Rozdział 4
Majka pobiegła w stronę domu. Wciąż zastanawiało ją, dlaczego Ashraf nic nie chciał jej zrobić? Może nie miał złych zamiarów? Dziewczynka obejrzała się. Przy granicy nikogo nie było. Niewiele się namyślając, przebiegła obok domu i popędziła do swej przyjaciółki, Wiktorii, mieszkającej niedaleko.
- Cześć, Wiki - powiedziała zdyszana, gdy koleżanka otworzyła jaj drzwi.
- O, Maja! Co tutaj robisz? Jakieś wieści z Niemiec? - spytała Wiktoria.
- Nawet nie wiesz, jakie - odparła Majka, wchodząc do środka. - Wybudowali nam obóz dla uchodźców!
- Naprawdę? - zdziwiła się dziewczynka. - Przy samej granicy?
- Tak - potwierdziła Maja. Przez chwilę ważyła w sobie, czy powiedzieć jej o Ashrafie. Bądź co bądź, Wiktoria była najlepszą przyjaciółką Majki... Z drugiej strony jednak nie wiedziała, jak Wiki zareaguje na tą wieść - dziewczynka wiedziała, że nie była ona zbyt... Tolerancyjna. Postanowiła jednak, że powie jej o nim później.
- I co?

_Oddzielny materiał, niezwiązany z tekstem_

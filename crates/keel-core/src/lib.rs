//! Core domain types and traits for Keel.
//!
//! This crate contains:
//! - Resource identifiers and common types
//! - Stack identity and persisted stack state
//! - Resource specs, resolved resources and converged states
//! - The foundation output contract
//! - Routing rules and listener validation
//! - Backend, state store and media storage abstractions

pub mod backend;
pub mod contract;
pub mod error;
pub mod id;
pub mod resource;
pub mod routing;
pub mod secret;
pub mod stack;
pub mod state;
pub mod storage;

pub use error::{Error, ResourceFailure, Result};
pub use id::RunId;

Nie wysadzili cię? - zapytała za śmiechem Wiki.
- Nie - zaprzeczyła poważnie Maja. - Zresztą, to nie jest zabawne.
- No dobrze - Wiktoria przewróciła oczami i spytała - a poza tym coś nowego?

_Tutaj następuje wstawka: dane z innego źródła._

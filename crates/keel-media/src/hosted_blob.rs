//! Hosted blob service media storage.
//!
//! Read-write tokens look like `vercel_blob_rw_<storeId>_<secret>`. The store
//! id determines the public host objects are served from.

use async_trait::async_trait;
use bytes::Bytes;
use keel_core::storage::MediaStorage;
use keel_core::{Error, Result};
use serde::Deserialize;
use serde_json::json;
use tracing::debug;
use url::Url;

use crate::paths::content_type_for;

const TOKEN_PREFIX: &str = "vercel_blob_rw_";
const API_VERSION: &str = "7";

#[derive(Debug, Deserialize)]
struct PutResponse {
    url: String,
}

/// Stores media in a hosted blob store.
#[derive(Clone)]
pub struct HostedBlobStorage {
    client: reqwest::Client,
    token: String,
    store_id: String,
    api_url: Url,
}

impl std::fmt::Debug for HostedBlobStorage {
    fn fmt(&self, f: &mut std::fmt::Formatter<'_>) -> std::fmt::Result {
        f.debug_struct("HostedBlobStorage")
            .field("store_id", &self.store_id)
            .field("api_url", &self.api_url)
            .finish_non_exhaustive()
    }
}

impl HostedBlobStorage {
    pub fn new(token: impl Into<String>, api_url: Url) -> Result<Self> {
        let token = token.into();
        let store_id = parse_store_id(&token)?;
        Ok(Self {
            client: reqwest::Client::new(),
            token,
            store_id,
            api_url,
        })
    }

    pub fn store_id(&self) -> &str {
        &self.store_id
    }

    fn api(&self, path: &str) -> String {
        format!("{}/{}", self.api_url.as_str().trim_end_matches('/'), path)
    }
}

fn parse_store_id(token: &str) -> Result<String> {
    token
        .strip_prefix(TOKEN_PREFIX)
        .and_then(|rest| rest.split_once('_'))
        .map(|(store_id, _)| store_id.to_ascii_lowercase())
        .filter(|id| !id.is_empty())
        .ok_or_else(|| {
            Error::InvalidInput("blob token is not a read-write token".to_string())
        })
}

#[async_trait]
impl MediaStorage for HostedBlobStorage {
    fn name(&self) -> &'static str {
        "hosted-blob"
    }

    async fn upload(&self, path: &str, data: Bytes) -> Result<String> {
        let size = data.len();
        let response = self
            .client
            .put(self.api(path))
            .bearer_auth(&self.token)
            .header("x-api-version", API_VERSION)
            .header("x-content-type", content_type_for(path))
            .header("x-add-random-suffix", "0")
            .body(data)
            .send()
            .await
            .map_err(|e| Error::Storage(format!("blob upload failed: {}", e)))?;

        if !response.status().is_success() {
            let status = response.status();
            let text = response.text().await.unwrap_or_default();
            return Err(Error::Storage(format!(
                "blob upload failed with {}: {}",
                status, text
            )));
        }

        let body: PutResponse = response
            .json()
            .await
            .map_err(|e| Error::Storage(format!("unexpected blob response: {}", e)))?;
        debug!(store = %self.store_id, path = %path, bytes = size, "Uploaded media blob");
        Ok(body.url)
    }

    async fn delete(&self, url: &str) -> Result<()> {
        let response = self
            .client
            .post(self.api("delete"))
            .bearer_auth(&self.token)
            .header("x-api-version", API_VERSION)
            .json(&json!({ "urls": [url] }))
            .send()
            .await
            .map_err(|e| Error::Storage(format!("blob delete failed: {}", e)))?;

        if !response.status().is_success() {
            return Err(Error::Storage(format!(
                "blob delete failed with {}",
                response.status()
            )));
        }
        Ok(())
    }

    fn url_for(&self, path: &str) -> String {
        format!(
            "https://{}.public.blob.vercel-storage.com/{}",
            self.store_id, path
        )
    }
}

#[cfg(test)]
mod tests {
    use super::*;

    fn api() -> Url {
        Url::parse("https://blob.vercel-storage.com").unwrap()
    }

    #[test]
    fn test_store_id_comes_from_token() {
        let storage = HostedBlobStorage::new("vercel_blob_rw_AbC123_s3cr3t", api()).unwrap();
        assert_eq!(storage.store_id(), "abc123");
        assert_eq!(
            storage.url_for("thumbnails/p1-1.webp"),
            "https://abc123.public.blob.vercel-storage.com/thumbnails/p1-1.webp"
        );
        assert!(!format!("{:?}", storage).contains("s3cr3t"));
    }

    #[test]
    fn test_malformed_token_is_rejected() {
        for token in ["", "token", "vercel_blob_rw_", "vercel_blob_rw__x"] {
            assert!(HostedBlobStorage::new(token, api()).is_err(), "{}", token);
        }
    }
}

Potem dziewczynki zapomniały o swej rozmowie o obozie i przez długo czas wymieniały zdania na temat psów, kotów, książek i innych rzeczy. W końcu zrobiło się jednak ciemno i Maja wróciła do domu, długo pamiętając jeszcze wesołego, muzułmańskiego chłopca Ashrafa.